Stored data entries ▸

★ ★ ★ ★ ★ ★ ★

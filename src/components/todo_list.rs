//! Todo List Component
//!
//! Renders every todo in insertion order.

use leptos::prelude::*;

use crate::components::TodoItem;
use crate::context::use_todo_state;

#[component]
pub fn TodoList() -> impl IntoView {
    let state = use_todo_state();

    view! {
        <div class="todo-list">
            <For
                each=move || state.todos()
                key=|todo| (todo.id, todo.done)
                children=move |todo| {
                    view! { <TodoItem id=todo.id text=todo.text done=todo.done /> }
                }
            />
        </div>
    }
}
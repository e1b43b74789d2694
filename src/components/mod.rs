//! UI Components
//!
//! Display consumers of the todo context.

mod todo_template;
mod todo_head;
mod todo_list;
mod todo_item;
mod todo_create;

pub use todo_template::TodoTemplate;
pub use todo_head::TodoHead;
pub use todo_list::TodoList;
pub use todo_item::TodoItem;
pub use todo_create::TodoCreate;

★ ★ ★ ★ ★ ★ ★

TASK TO COMPLETE ▸ Search the entries for "TodoItem" and copy out each line that has it.

SOLVED EXERCISE ▸
use crate::components::TodoItem;
                    view! { <TodoItem id=todo.id text=todo.text done=todo.done /> }
pub use todo_item::TodoItem;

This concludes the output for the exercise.